INSTRUCTIONS FOR THE TASK = In full and without alteration, copy the listing.

INPUT =
#![cfg_attr(docsrs, feature(doc_cfg))]
//! # Fedsum: secure sums for federated learning
//!
//! Several parties each hold a private model update: a list of parameter deltas and the number of
//! batches they were trained on. Fedsum lets them compute the *sum* of those updates without any
//! party, including the relay server, learning another party's individual update.
//!
//! This crate holds the building blocks shared by the coordinator ([`fedsum-server`]) and the
//! participants ([`fedsum-sdk`]):
//!
//! - [`share`]: additive secret splitting and reconstruction over scalars and tensors. A value is
//!   split into `n` pieces, `n - 1` of them random and a final residual, such that the pieces sum
//!   back to the value.
//! - [`crypto`]: hybrid encryption of pieces in transit. A fresh `AES-256-GCM` key encrypts the
//!   payload and is itself wrapped with the recipient's `RSA-OAEP` public key. The resulting
//!   [`Envelope`] can only be opened by the holder of the matching private key.
//! - [`model`]: tensors, weight lists and the [`PrivatePart`] a participant contributes.
//! - [`message`]: the JSON control messages exchanged over the websocket channel.
//!
//! The scheme hides individual updates from honest-but-curious parties. It is not a
//! cryptographically hardened MPC protocol and makes no claim against colluding participants.
//!
//! [`fedsum-server`]: https://docs.rs/fedsum-server
//! [`fedsum-sdk`]: https://docs.rs/fedsum-sdk
//! [`Envelope`]: crate::crypto::Envelope
//! [`PrivatePart`]: crate::model::PrivatePart

pub mod crypto;
pub mod message;
pub mod model;
pub mod share;

#[cfg(any(test, feature = "testutils"))]
#[cfg_attr(docsrs, doc(cfg(feature = "testutils")))]
pub mod testutils;

/// The routable identity of a participant.
///
/// It is the base64 encoding of the participant's exported public key, see
/// [`PublicEncryptKey::export`]. There is no other identity scheme: the encoded key *is* the
/// address that pieces are relayed to.
///
/// [`PublicEncryptKey::export`]: crate::crypto::PublicEncryptKey::export
pub type PublicKeyId = String;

ANSWER TO THIS PROBLEM =
#![cfg_attr(docsrs, feature(doc_cfg))]
//! # Fedsum: secure sums for federated learning
//!
//! Several parties each hold a private model update: a list of parameter deltas and the number of
//! batches they were trained on. Fedsum lets them compute the *sum* of those updates without any
//! party, including the relay server, learning another party's individual update.
//!
//! This crate holds the building blocks shared by the coordinator ([`fedsum-server`]) and the
//! participants ([`fedsum-sdk`]):
//!
//! - [`share`]: additive secret splitting and reconstruction over scalars and tensors. A value is
//!   split into `n` pieces, `n - 1` of them random and a final residual, such that the pieces sum
//!   back to the value.
//! - [`crypto`]: hybrid encryption of pieces in transit. A fresh `AES-256-GCM` key encrypts the
//!   payload and is itself wrapped with the recipient's `RSA-OAEP` public key. The resulting
//!   [`Envelope`] can only be opened by the holder of the matching private key.
//! - [`model`]: tensors, weight lists and the [`PrivatePart`] a participant contributes.
//! - [`message`]: the JSON control messages exchanged over the websocket channel.
//!
//! The scheme hides individual updates from honest-but-curious parties. It is not a
//! cryptographically hardened MPC protocol and makes no claim against colluding participants.
//!
//! [`fedsum-server`]: https://docs.rs/fedsum-server
//! [`fedsum-sdk`]: https://docs.rs/fedsum-sdk
//! [`Envelope`]: crate::crypto::Envelope
//! [`PrivatePart`]: crate::model::PrivatePart

pub mod crypto;
pub mod message;
pub mod model;
pub mod share;

#[cfg(any(test, feature = "testutils"))]
#[cfg_attr(docsrs, doc(cfg(feature = "testutils")))]
pub mod testutils;

/// The routable identity of a participant.
///
/// It is the base64 encoding of the participant's exported public key, see
/// [`PublicEncryptKey::export`]. There is no other identity scheme: the encoded key *is* the
/// address that pieces are relayed to.
///
/// [`PublicEncryptKey::export`]: crate::crypto::PublicEncryptKey::export
pub type PublicKeyId = String;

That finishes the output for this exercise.